Bring on the Reggae Boyz after its upset in Sunday’s semifinals. Late goal by Kemar Lawrence ends scoreless struggle and brings the island a 1-0 shocker over favored Mexico
By ARNIE LESHIN, Santa Fe Today
Down the way where the nights are gay and the sun shines daily on the mountain top, its party time on the picturesque island of Jamaica.
Yo mon, how about that? While favored Mexico had its mind on Wednesday night’s probable championship of the CONCACAF Gold Cup against the United States, in stepped rejuvenated Jamaica to spoil things and celebrate its own 1-0 victory.
And so now it became the Reggae Boyz lined up to play in the title match at Santa Clara, Calif., while the stunned El Tri had to change its plans and fly home.
It was scoreless until Kemar Lawrence scored on an exquisite 24-yard free kick in the 88th minute. It was a late strike that froze goalkeeper Jesus Corona. The ball rose past a five-man wall and curled into the left corner just below the bar for the New York Red Bulls defender’s third career international goal and first in three years.
Before that, it became a nerve-racking tense match as Mexico dominated and Jamaica held firm. Every time El Tri moved the ball across midfield and threatened, the defense did not falter and keeper Andre Blake kept the ball from out of harm’s way with some stellar saves, some coming in bunches.
The Reggae Boyz gained more confidence as Mexico tried to regroup. El Tri hadn’t trailed, hadn’t lost, in the tournament, but hadn’t been too aggressive, with no player scoring more than one goal. That lack of finishing skill ultimately cost El Tri and brought total disappointment in the semifinals for its fans that took up three-quarters of the packed Rose Bowl in Pasadena.
Their team had dominated possession, but Jamaica, behind Blake, made enough sparkling, clutch plays on the defensive end.
After Lawrence’s high soaring kick over the defensive wall left up in the air, it was not exactly the celebration that was expected in this atmosphere and important game. Lawrence and teammates just joined together for a rapid yo mon cheer, and play began again soon after.
But after the final seconds ticked down and the less Jamaica faithful were standing and counting down, it was a much bigger, more satisfying celebration in this North and Central America and Caribbean region.
The Reggae Boyz were overjoyed, ran to the section of the stands where Jamaica’s fans were, and just hugged one another. It was Mexico selling out the place, but Jamaica coming away with the upset.
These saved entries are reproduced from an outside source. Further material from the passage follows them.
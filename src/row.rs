//! Per-row registration and state machine
//!
//! A [`Row`] is the state core of one table-row widget. It registers itself
//! with the grid it is mounted into, adopts any selection state already
//! recorded for its identity, and exposes the click/select transitions the
//! rendering layer wires up to user input. The grid addresses it back through
//! a [`RowHandle`], a weak reference that can only push flag changes.
//!
//! Lifecycle: `Unregistered -> Registered -> {Idle, Selected, Highlighted,
//! Selected+Highlighted} -> Unregistered` (terminal on drop).

use std::sync::atomic::{AtomicBool, Ordering};
use std::sync::{Arc, Mutex, OnceLock, Weak};

use crate::error::ConfigError;
use crate::grid::GridContext;
use crate::registry::RowId;

/// Custom handler that fully replaces the default registry mutation for the
/// row it is installed on: `(unique_id, new_state, handle)`.
pub type RowOverride = Box<dyn Fn(&str, bool, &RowHandle) + Send + Sync>;

/// Plain click callback, fired after any highlight handling.
pub type ClickCallback = Box<dyn Fn() + Send + Sync>;

/// Construction parameters for a row.
///
/// `selectable`/`highlightable` are three-state: `None` inherits the grid
/// default, `Some(true)` opts in, `Some(false)` opts out even when the grid
/// default is on.
#[derive(Default)]
pub struct RowConfig {
    /// Developer-supplied stable identity; required when the row is
    /// selectable or highlightable.
    pub unique_id: Option<String>,
    pub selectable: Option<bool>,
    pub highlightable: Option<bool>,
    /// Developer-controlled seed: when supplied, overrides whatever the
    /// registry knows about this identity.
    pub selected: Option<bool>,
    pub highlighted: Option<bool>,
    /// Header rows never attach and are exempt from the drag index rule.
    pub header: bool,
    /// Marks this row as the grid's select-all control.
    pub select_all: bool,
    /// Position within a drag-reorder context; required there for non-header
    /// rows.
    pub index: Option<usize>,
    /// Excludes the row from drag participation.
    pub hide_drag: bool,
    pub on_select: Option<RowOverride>,
    pub on_highlight: Option<RowOverride>,
    pub on_click: Option<ClickCallback>,
}

#[derive(Debug, Clone, Copy, Default, PartialEq, Eq)]
pub(crate) struct RowFlags {
    pub(crate) selected: bool,
    pub(crate) highlighted: bool,
}

/// The part of a row the grid can reach through a [`RowHandle`].
pub struct RowShared {
    flags: Mutex<RowFlags>,
    dirty: AtomicBool,
}

impl RowShared {
    fn new() -> Arc<Self> {
        Arc::new(Self {
            flags: Mutex::new(RowFlags::default()),
            dirty: AtomicBool::new(false),
        })
    }
}

/// Owning anchor for a detached handle; test-only.
#[cfg(test)]
pub(crate) type RowAnchor = Arc<RowShared>;

/// Non-owning back-reference to a row, held by the registry for imperative
/// re-render. All setters are no-ops once the row is gone.
#[derive(Clone)]
pub struct RowHandle {
    shared: Weak<RowShared>,
}

impl RowHandle {
    pub(crate) fn set_selected(&self, selected: bool) {
        self.update(|flags| flags.selected = selected);
    }

    pub(crate) fn set_highlighted(&self, highlighted: bool) {
        self.update(|flags| flags.highlighted = highlighted);
    }

    /// Adopts registry state wholesale; used by `check_selection`.
    pub(crate) fn sync_flags(&self, selected: bool, highlighted: bool) {
        self.update(|flags| {
            flags.selected = selected;
            flags.highlighted = highlighted;
        });
    }

    pub(crate) fn selected(&self) -> Option<bool> {
        self.flags().map(|flags| flags.selected)
    }

    pub(crate) fn highlighted(&self) -> Option<bool> {
        self.flags().map(|flags| flags.highlighted)
    }

    /// Whether two handles address the same row instance.
    pub(crate) fn same_row(&self, other: &RowHandle) -> bool {
        Weak::ptr_eq(&self.shared, &other.shared)
    }

    fn flags(&self) -> Option<RowFlags> {
        self.shared
            .upgrade()
            .map(|shared| *shared.flags.lock().unwrap())
    }

    fn update(&self, apply: impl FnOnce(&mut RowFlags)) {
        if let Some(shared) = self.shared.upgrade() {
            let mut flags = shared.flags.lock().unwrap();
            let before = *flags;
            apply(&mut flags);
            if *flags != before {
                shared.dirty.store(true, Ordering::Relaxed);
            }
        }
    }

    /// Builds a handle that is not mounted into any grid, for exercising the
    /// registry in isolation.
    #[cfg(test)]
    pub(crate) fn detached() -> (RowAnchor, RowHandle) {
        let shared = RowShared::new();
        let handle = RowHandle {
            shared: Arc::downgrade(&shared),
        };
        (shared, handle)
    }
}

/// Snapshot of the row's visual state.
///
/// `highlighted` is suppressed while `selected` is true; the underlying flags
/// stay independent.
#[derive(Debug, Clone, Copy, PartialEq, Eq)]
pub struct RowRenderState {
    pub selected: bool,
    pub highlighted: bool,
    /// A drag is occurring somewhere in this grid.
    pub dragging: bool,
    /// This row is the one currently dragged.
    pub dragged: bool,
}

struct RowInner {
    ctx: GridContext,
    shared: Arc<RowShared>,
    row_id: OnceLock<RowId>,
    unique_id: Mutex<Option<String>>,
    header: bool,
    select_all: bool,
    index: Option<usize>,
    hide_drag: bool,
    highlightable: bool,
    on_select: Option<RowOverride>,
    on_highlight: Option<RowOverride>,
    on_click: Option<ClickCallback>,
}

/// A mounted row. Dropping the row detaches it from the grid.
pub struct Row {
    inner: RowInner,
}

impl std::fmt::Debug for Row {
    fn fmt(&self, f: &mut std::fmt::Formatter<'_>) -> std::fmt::Result {
        f.debug_struct("Row").finish_non_exhaustive()
    }
}

impl Row {
    /// Mounts a row into a grid.
    ///
    /// Fails fast on the two fatal configuration errors: a non-header row in
    /// a drag context without an index, and a selectable or highlightable row
    /// without a unique id. Rows with a unique id (other than headers and the
    /// select-all control) attach to the registry and immediately adopt any
    /// state recorded for their identity; developer-supplied `selected`/
    /// `highlighted` seeds then take precedence.
    pub fn mount(ctx: &GridContext, config: RowConfig) -> Result<Row, ConfigError> {
        if ctx.drag_drop().is_some() && !config.header && config.index.is_none() {
            return Err(ConfigError::MissingDragIndex);
        }

        let selectable = config.selectable != Some(false)
            && (config.selectable == Some(true) || ctx.selectable());
        let highlightable = config.highlightable != Some(false)
            && (config.highlightable == Some(true) || ctx.highlightable());
        if (selectable || highlightable) && config.unique_id.is_none() {
            return Err(ConfigError::MissingUniqueId);
        }

        let row = Row {
            inner: RowInner {
                ctx: ctx.clone(),
                shared: RowShared::new(),
                row_id: OnceLock::new(),
                unique_id: Mutex::new(config.unique_id.clone()),
                header: config.header,
                select_all: config.select_all,
                index: config.index,
                hide_drag: config.hide_drag,
                highlightable,
                on_select: config.on_select,
                on_highlight: config.on_highlight,
                on_click: config.on_click,
            },
        };

        if let Some(unique_id) = config.unique_id {
            if !config.select_all && !config.header {
                let row_id =
                    ctx.attach_to_table(row.handle(), Some(unique_id.clone()), false);
                let _ = row.inner.row_id.set(row_id);
                ctx.check_selection(&unique_id, &row.handle());
            }
        }

        {
            let mut flags = row.inner.shared.flags.lock().unwrap();
            if let Some(selected) = config.selected {
                flags.selected = selected;
            }
            if let Some(highlighted) = config.highlighted {
                flags.highlighted = highlighted;
            }
        }

        Ok(row)
    }

    /// The weak back-reference the grid holds onto.
    pub fn handle(&self) -> RowHandle {
        RowHandle {
            shared: Arc::downgrade(&self.inner.shared),
        }
    }

    pub fn unique_id(&self) -> Option<String> {
        self.inner.unique_id.lock().unwrap().clone()
    }

    pub fn is_header(&self) -> bool {
        self.inner.header
    }

    /// Whether this row acts as the grid's select-all control; rendering
    /// layers use this to wire the checkbox to [`Row::toggle_select_all`].
    pub fn is_select_all(&self) -> bool {
        self.inner.select_all
    }

    pub fn index(&self) -> Option<usize> {
        self.inner.index
    }

    /// Prop update: a changed identity re-checks selection state against the
    /// registry so the row adopts whatever the new identity already has.
    pub fn set_unique_id(&self, unique_id: impl Into<String>) {
        let unique_id = unique_id.into();
        let changed = {
            let mut current = self.inner.unique_id.lock().unwrap();
            if current.as_deref() == Some(unique_id.as_str()) {
                false
            } else {
                *current = Some(unique_id.clone());
                true
            }
        };
        if changed {
            self.inner.ctx.check_selection(&unique_id, &self.handle());
        }
    }

    /// Developer-controlled `selected` prop; authoritative when supplied.
    pub fn set_selected_prop(&self, selected: bool) {
        self.handle().set_selected(selected);
    }

    /// Developer-controlled `highlighted` prop; authoritative when supplied.
    pub fn set_highlighted_prop(&self, highlighted: bool) {
        self.handle().set_highlighted(highlighted);
    }

    /// Row click: the custom highlight override, when present, fully replaces
    /// the registry's default mutation. Any plain click callback fires
    /// afterwards.
    pub fn click(&self) {
        if self.highlightable() {
            let highlighted = self.handle().highlighted().unwrap_or(false);
            if let Some(unique_id) = self.unique_id() {
                match &self.inner.on_highlight {
                    Some(on_highlight) => on_highlight(&unique_id, !highlighted, &self.handle()),
                    None => self.inner.ctx.highlight_row(&unique_id, &self.handle()),
                }
            }
        }
        if let Some(on_click) = &self.inner.on_click {
            on_click();
        }
    }

    /// Selection checkbox toggle: the custom select override, when present,
    /// fully replaces the registry's default mutation.
    pub fn toggle_select(&self) {
        let selected = self.handle().selected().unwrap_or(false);
        if let Some(unique_id) = self.unique_id() {
            match &self.inner.on_select {
                Some(on_select) => on_select(&unique_id, !selected, &self.handle()),
                None => self
                    .inner
                    .ctx
                    .select_row(&unique_id, &self.handle(), !selected),
            }
        }
    }

    /// Select-all toggle, for the header control row.
    pub fn toggle_select_all(&self) {
        self.inner.ctx.select_all(&self.handle());
    }

    /// Starts a drag for this row, when drag participation applies.
    pub fn begin_drag(&self) {
        if self.inner.hide_drag || self.inner.header {
            return;
        }
        if let (Some(drag), Some(index)) = (self.inner.ctx.drag_drop(), self.inner.index) {
            drag.begin_drag(index);
        }
    }

    /// Whether a drop onto this row is currently allowed.
    pub fn can_drop(&self) -> bool {
        if self.inner.hide_drag {
            return false;
        }
        match (self.inner.ctx.drag_drop(), self.inner.index) {
            (Some(drag), Some(index)) => drag.can_drop(index),
            _ => false,
        }
    }

    pub fn render_state(&self) -> RowRenderState {
        let flags = *self.inner.shared.flags.lock().unwrap();
        let active = self
            .inner
            .ctx
            .drag_drop()
            .and_then(|drag| drag.active_index());
        RowRenderState {
            selected: flags.selected,
            highlighted: flags.highlighted && !flags.selected,
            dragging: active.is_some(),
            dragged: active.is_some() && active == self.inner.index,
        }
    }

    /// True once after any flag change; for hosts doing imperative
    /// re-renders of individual rows.
    pub fn take_dirty(&self) -> bool {
        self.inner.shared.dirty.swap(false, Ordering::Relaxed)
    }

    fn highlightable(&self) -> bool {
        self.inner.highlightable
    }
}

impl Drop for Row {
    fn drop(&mut self) {
        if let Some(row_id) = self.inner.row_id.get() {
            self.inner.ctx.detach_from_table(*row_id);
        }
    }
}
For Mexico, it was the only the second time it failed to advance to the Gold Cup final of the last six tournaments. It fell short of playing in its second consecutive final and fourth in five tournaments. While other teams were allowed to make up to six substitutions for these knockout rounds, El Tri coach Juan Carlos Garcia said he was blocked by Mexico’s clubs.
Jamaica, in turn, reached the final for the second straight time, losing last year to Mexico, but this stunning upset ranks among its biggest international victories. It has yet to win the Gold Cup, while Mexico has won seven times, the USA twice, and Canada once.
The USA has won 13 in a row since Bruce Arena was named head coach. Now while having the notion that it will again meet up with rival Mexico, it gets the Reggae Boyz.
Jamaica doesn’t come close to the vast size of Mexico, could probably fit into Mexico City, but loves to party while the tough task against the USA looms. And if the red, white and blue doesn’t come prepared, it could lead to yet to another surprise ending.